Algı gerçektir, önermesinden hareketle yapılan iştir. Nesneyi ya da olguyu iyi allayıp pullarsan alıcının algısı değişir dolayısıyla gerçeği de değişir. Olayın bilinen fen bilimleri mühendislikleriyle uzaktan yakından ilgisi yoktur. Bu bildiğin pazarlama taktiğidir.
“Algı yönetimi” insanların tutumlarını ve tarafsız düşünme yeteneklerini etkilemek için girişilen her türlü eylemi kapsar ve kamu diplomasisi, psikolojik operasyonlar, kamu bilgilendirme, aldatma ve gizli eylem faaliyetlerinden oluşur.
Ortak değer ve kazanımlardan gün geçtikçe uzaklaşan ülkemizde yaşanan tam da budur. Olaylara ve vakalara artık “oh oldu!” veya “vah oldu!” diye iki ayrı pencereden bakıyoruz.

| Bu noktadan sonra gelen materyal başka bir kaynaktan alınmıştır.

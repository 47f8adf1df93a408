use super::locks::OrderLocks;
use crate::config::GatewayConfig;
use crate::domain::classifier::{Category, classify};
use crate::domain::notification::Notification;
use crate::domain::order::Order;
use crate::domain::payment::{HostedRedirectSource, Payment, PaymentSource};
use crate::domain::ports::{AuditEntry, AuditSource, Commit, StoreHandle};
use crate::domain::state_machine::{self, Effect};
use crate::error::{ReconcileError, Result};
use tracing::{debug, error, info, warn};
use uuid::Uuid;

/// Applies notifications to the payments they describe.
///
/// Every call runs under the lock of the notification's order and ends in at
/// most one atomic [`Commit`]: the order with its payments, the notification
/// marked processed, and an audit entry. A notification that was already
/// processed is returned untouched, so redelivery and replay are harmless.
#[derive(Clone)]
pub struct ReconciliationEngine {
    store: StoreHandle,
    locks: OrderLocks,
    refund_reason_id: String,
}

impl ReconciliationEngine {
    pub fn new(store: StoreHandle, locks: OrderLocks, config: &GatewayConfig) -> Self {
        Self {
            store,
            locks,
            refund_reason_id: config.refund_reason_id.clone(),
        }
    }

    /// Reconciles one notification and returns it as stored afterwards.
    ///
    /// Notifications for unknown orders, and events that match no payment and
    /// cannot create one, are left unprocessed so a later replay can pick them
    /// up once the payment exists.
    ///
    /// # Errors
    ///
    /// Only storage failures are returned. Nothing is written in that case and
    /// the notification stays unprocessed.
    pub async fn process(&self, notification: Notification) -> Result<Notification> {
        let Some(order_number) = notification.order_reference().map(str::to_owned) else {
            warn!(
                psp_reference = %notification.psp_reference,
                event_code = %notification.event_code,
                "notification carries no order reference; skipping"
            );
            return Ok(notification);
        };

        let _guard = self.locks.acquire(&order_number).await;

        let Some(mut order) = self.store.load_order(&order_number).await? else {
            warn!(
                order = %order_number,
                psp_reference = %notification.psp_reference,
                "notification for unknown order; left for replay"
            );
            return Ok(notification);
        };

        // Another worker may have applied this notification while we waited.
        let mut notification = self
            .store
            .find(&notification.key())
            .await?
            .unwrap_or(notification);
        if notification.processed {
            debug!(
                psp_reference = %notification.psp_reference,
                event_code = %notification.event_code,
                "notification already processed"
            );
            return Ok(notification);
        }

        let category = classify(&notification);
        debug!(order = %order_number, ?category, "classified notification");

        let payment_id = match self.resolve_payment(&order, &notification) {
            Some(id) => id,
            None if should_materialize(&notification) => materialize(&mut order, &notification),
            None => {
                warn!(
                    order = %order_number,
                    reference = %notification.payment_reference(),
                    event_code = %notification.event_code,
                    "no payment matches notification; left for replay"
                );
                return Ok(notification);
            }
        };

        self.apply(&mut order, payment_id, category, &notification)?;

        let audit = AuditEntry::new(
            payment_id,
            order_number,
            AuditSource::Notification,
            notification.success,
            serde_json::to_value(&notification)?,
        );
        notification.resolve_payment(payment_id);
        notification.mark_processed();
        self.commit(Some(order), notification.clone(), Some(audit)).await?;
        Ok(notification)
    }

    fn resolve_payment(&self, order: &Order, notification: &Notification) -> Option<Uuid> {
        notification
            .payment_id
            .filter(|id| order.payment(*id).is_some())
            .or_else(|| {
                order
                    .payment_by_reference(notification.payment_reference())
                    .map(|payment| payment.id)
            })
    }

    fn apply(
        &self,
        order: &mut Order,
        payment_id: Uuid,
        category: Category,
        notification: &Notification,
    ) -> Result<()> {
        let payment = order
            .payment_mut(payment_id)
            .ok_or_else(|| ReconcileError::NotFound(format!("payment {payment_id}")))?;

        match state_machine::apply(payment, category, notification, &self.refund_reason_id) {
            Ok(effect) => {
                log_effect(&order.number, payment_id, &effect);
                Ok(())
            }
            Err(ReconcileError::InvalidTransition { from, action }) => {
                // The processor's outcome is final; there is nothing to retry.
                warn!(
                    order = %order.number,
                    payment = %payment_id,
                    state = %from,
                    action,
                    event_code = %notification.event_code,
                    "notification rejected by payment state"
                );
                Ok(())
            }
            Err(e) => Err(e),
        }
    }

    async fn commit(
        &self,
        order: Option<Order>,
        notification: Notification,
        audit: Option<AuditEntry>,
    ) -> Result<()> {
        let key = notification.key();
        self.store
            .commit(Commit {
                order,
                notification,
                audit,
            })
            .await
            .inspect_err(|e| {
                error!(
                    psp_reference = %key.psp_reference,
                    event_code = %key.event_code,
                    error = %e,
                    "failed to persist reconciliation"
                )
            })
    }
}

fn should_materialize(notification: &Notification) -> bool {
    notification.is_authorisation() && notification.success
}

/// Creates the payment for an authorisation that arrived before the buyer
/// returned from the hosted payment page, and completes the order.
fn materialize(order: &mut Order, notification: &Notification) -> Uuid {
    let source = PaymentSource::HostedRedirect(HostedRedirectSource {
        psp_reference: Some(notification.psp_reference.clone()),
        auth_result: "unknown".to_string(),
        merchant_reference: notification.merchant_reference.clone(),
        payment_method: notification.payment_method.clone(),
    });
    let payment = Payment::new(notification.amount.to_money(), source)
        .with_external_reference(notification.psp_reference.clone());
    let payment_id = order.add_payment(payment);
    info!(
        order = %order.number,
        payment = %payment_id,
        psp_reference = %notification.psp_reference,
        "materialized payment from authorisation"
    );
    if order.complete() {
        info!(order = %order.number, "order completed");
    }
    payment_id
}

fn log_effect(order_number: &str, payment_id: Uuid, effect: &Effect) {
    match effect {
        Effect::Completed { captured } => {
            info!(order = %order_number, payment = %payment_id, %captured, "payment completed")
        }
        Effect::Refunded { amount } => {
            info!(order = %order_number, payment = %payment_id, %amount, "refund recorded")
        }
        Effect::Authorised {
            reference_matches: false,
        } => warn!(
            order = %order_number,
            payment = %payment_id,
            "authorisation reference differs from payment reference"
        ),
        other => debug!(order = %order_number, payment = %payment_id, effect = ?other, "applied"),
    }
}
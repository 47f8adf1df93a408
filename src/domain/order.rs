use super::payment::Payment;
use serde::{Deserialize, Serialize};
use uuid::Uuid;

#[derive(Debug, Clone, Copy, PartialEq, Eq, Default, Serialize, Deserialize)]
#[serde(rename_all = "lowercase")]
pub enum OrderState {
    #[default]
    Checkout,
    Complete,
}

#[derive(Debug, Clone, PartialEq, Eq, Serialize, Deserialize)]
pub struct Address {
    pub address1: String,
    pub city: String,
    pub zipcode: String,
    #[serde(default)]
    pub state: Option<String>,
    #[serde(default)]
    pub country: Option<String>,
}

/// The aggregate that owns payments. All payment mutation happens while the
/// order's lock is held.
#[derive(Debug, Clone, PartialEq, Eq, Serialize, Deserialize)]
pub struct Order {
    pub number: String,
    #[serde(default)]
    pub email: Option<String>,
    #[serde(default)]
    pub user_id: Option<String>,
    #[serde(default)]
    pub store_code: Option<String>,
    #[serde(default)]
    pub last_ip_address: Option<String>,
    #[serde(default)]
    pub billing_address: Option<Address>,
    #[serde(default)]
    pub state: OrderState,
    #[serde(default)]
    pub payments: Vec<Payment>,
}

impl Order {
    pub fn new(number: impl Into<String>) -> Self {
        Self {
            number: number.into(),
            email: None,
            user_id: None,
            store_code: None,
            last_ip_address: None,
            billing_address: None,
            state: OrderState::Checkout,
            payments: Vec::new(),
        }
    }

    pub fn payment(&self, id: Uuid) -> Option<&Payment> {
        self.payments.iter().find(|payment| payment.id == id)
    }

    pub fn payment_mut(&mut self, id: Uuid) -> Option<&mut Payment> {
        self.payments.iter_mut().find(|payment| payment.id == id)
    }

    pub fn payment_by_reference(&self, reference: &str) -> Option<&Payment> {
        self.payments
            .iter()
            .find(|payment| payment.external_reference() == Some(reference))
    }

    pub fn add_payment(&mut self, payment: Payment) -> Uuid {
        let id = payment.id;
        self.payments.push(payment);
        id
    }

    /// Advances the order to `complete`. Returns `false` if it already was.
    pub fn complete(&mut self) -> bool {
        if self.state == OrderState::Complete {
            return false;
        }
        self.state = OrderState::Complete;
        true
    }

    /// Identifier the processor stores recurring contracts under.
    pub fn shopper_reference(&self) -> &str {
        self.user_id
            .as_deref()
            .filter(|id| !id.is_empty())
            .unwrap_or(&self.number)
    }
}
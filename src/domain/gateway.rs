//! Boundary of the processor's synchronous API.
//!
//! The HTTP client behind [`GatewayOperations`] lives outside this crate. It
//! normalizes every answer into a [`GatewayResponse`] and reports network
//! failures and timeouts as [`ReconcileError::GatewayTransport`].
//!
//! [`ReconcileError::GatewayTransport`]: crate::error::ReconcileError::GatewayTransport

use super::money::MinorAmount;
use super::order::Address;
use crate::error::Result;
use async_trait::async_trait;
use serde::{Deserialize, Serialize};
use std::sync::Arc;

#[derive(Debug, Clone, PartialEq, Serialize, Deserialize)]
pub struct GatewayResponse {
    pub success: bool,
    pub psp_reference: Option<String>,
    pub message: Option<String>,
    /// Raw answer, kept for the audit log.
    pub raw: serde_json::Value,
}

#[derive(Debug, Clone, PartialEq, Eq, Serialize)]
pub struct BillingAddress {
    pub street: String,
    pub house_number_or_name: String,
    pub city: String,
    pub postal_code: String,
    pub state_or_province: String,
    pub country: Option<String>,
}

impl From<&Address> for BillingAddress {
    fn from(address: &Address) -> Self {
        Self {
            street: address.address1.clone(),
            house_number_or_name: "NA".to_string(),
            city: address.city.clone(),
            postal_code: address.zipcode.clone(),
            state_or_province: address.state.clone().unwrap_or_else(|| "NA".to_string()),
            country: address.country.clone(),
        }
    }
}

#[derive(Debug, Clone, PartialEq, Eq, Serialize)]
#[serde(tag = "mode", rename_all = "snake_case")]
pub enum AuthorizationMode {
    /// First use of a card: the browser-encrypted card blob.
    EncryptedCard { encrypted_json: String },
    /// A contract stored with the processor from an earlier purchase.
    Recurring { recurring_detail_reference: String },
}

#[derive(Debug, Clone, PartialEq, Eq, Serialize)]
pub struct AuthorizeRequest {
    pub reference: String,
    pub merchant_account: String,
    pub amount: MinorAmount,
    pub shopper_ip: Option<String>,
    pub shopper_email: Option<String>,
    pub shopper_reference: String,
    pub billing_address: Option<BillingAddress>,
    pub mode: AuthorizationMode,
}

#[derive(Debug, Clone, PartialEq, Eq, Serialize)]
pub struct ModificationRequest {
    pub merchant_account: String,
    pub original_reference: String,
    pub amount: Option<MinorAmount>,
}

#[derive(Debug, Clone, PartialEq, Eq, Serialize, Deserialize)]
pub struct RecurringDetail {
    pub recurring_detail_reference: String,
    pub variant: String,
    pub card_number: String,
    pub card_expiry_month: u32,
    pub card_expiry_year: u32,
    pub card_holder_name: String,
    pub creation_date: chrono::DateTime<chrono::Utc>,
}

#[derive(Debug, Clone, PartialEq, Eq, Serialize, Deserialize)]
pub struct RecurringDetailsResponse {
    pub success: bool,
    pub details: Vec<RecurringDetail>,
}

#[async_trait]
pub trait GatewayOperations: Send + Sync {
    async fn authorize(&self, request: AuthorizeRequest) -> Result<GatewayResponse>;
    async fn capture(&self, request: ModificationRequest) -> Result<GatewayResponse>;
    async fn cancel(&self, request: ModificationRequest) -> Result<GatewayResponse>;
    async fn credit(&self, request: ModificationRequest) -> Result<GatewayResponse>;
    async fn list_recurring_details(
        &self,
        merchant_account: &str,
        shopper_reference: &str,
    ) -> Result<RecurringDetailsResponse>;
}

pub type GatewayHandle = Arc<dyn GatewayOperations>;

Devletin ekonomik nimetlerinden yararlanan iktidara yakın kitle ile mevcut yönetime muhalif olduğundan üvey evlat muamelesi gören kitle arasındaki uçurum gün geçtikçe büyümektedir.
Günü kurtarmak adına yürütülen ve başarılı sonuçlar doğuran, mevcut siyasetin devamlılığı ve tabanlarını konsolide edebilmek için yaratılmaya çalışılan milliyetçilik, yarınların Türkiye’sinde birlikte yaşanılabilirlik şansını yok etmektedir.
Bütün bu yaşananlar neticesinde, yürütülen siyasi politikalardan sadece rahatsızlık duyan “kabullenmiş” olarak adlettiğimiz suskun yığınlara dönüşmüş durumundayız.
“ Kabullenmişlik” Hayatınızda rahatsızlık duyduğunuz şeylerin iyileşeceğine/değişeceğine ya da bunları iyileştirebileceğinize olan inancınız tükendiğinde, itiraz etmeye gücünüz olmadığında ya da itiraz etmenin sizi yormaktan başka bir şeye yaramadığı duygusuna ittiren düşüncenin adıdır.
Anti demokratik yönetimlerde istenen dip nokta tam da budur. Yaratılan bu duygu, kötüyü daha da kötüleştiren, çirkini daha da çirkinleştiren, tüm olumsuzlukları daha da olumsuzlaştıran bir zayıflık yaratmaktadır.
Kabulleniş çoğu zaman ikiyüzlülükle eş anlamlıdır. Noksanlığı bilip de yokmuş gibi davranmaya çalışmak insandaki riyakarlığı doğurur. Eksiği gidermek, yanlış gideni bilip kendi iç kabuğuna çekilmeyi seçip savaşmamak, mücadele etmemek büsbütün riyakarlıktır.
Algı mühendislikleri, algı yönetimi ile bir asrı tamamlamak üzere olan ülkemiz 16 Nisan’da ülkenin bu günü ve yarınları adına bir karar verme sınavından geçecektir.
Şimdiye değin günü kurtarmak adına vermiş olduğunuz bütün kararları bir kenara bırakarak, kabullenmeniz gereken tek gerçek, bugün sadece emanetçisi olduğumuz ve gelecek kuşaklara yaşanılır bir Türkiye ve Dünya bırakma görevidir.
Birey olarak hepimizin, bütün bu yaşanan ve yaşatılmak istenen ayrıştırıcı politikalara bir dur demek adına, harekete geçmekten başka şansımız yoktur. Var olma nedeninizi sorgulamalı ve anlam katmalısınız. Boşuna ve boşlukta yaşamaktansa, bedeller verilmiş onurlu bir yaşam arasındaki tercih size kalmıştır.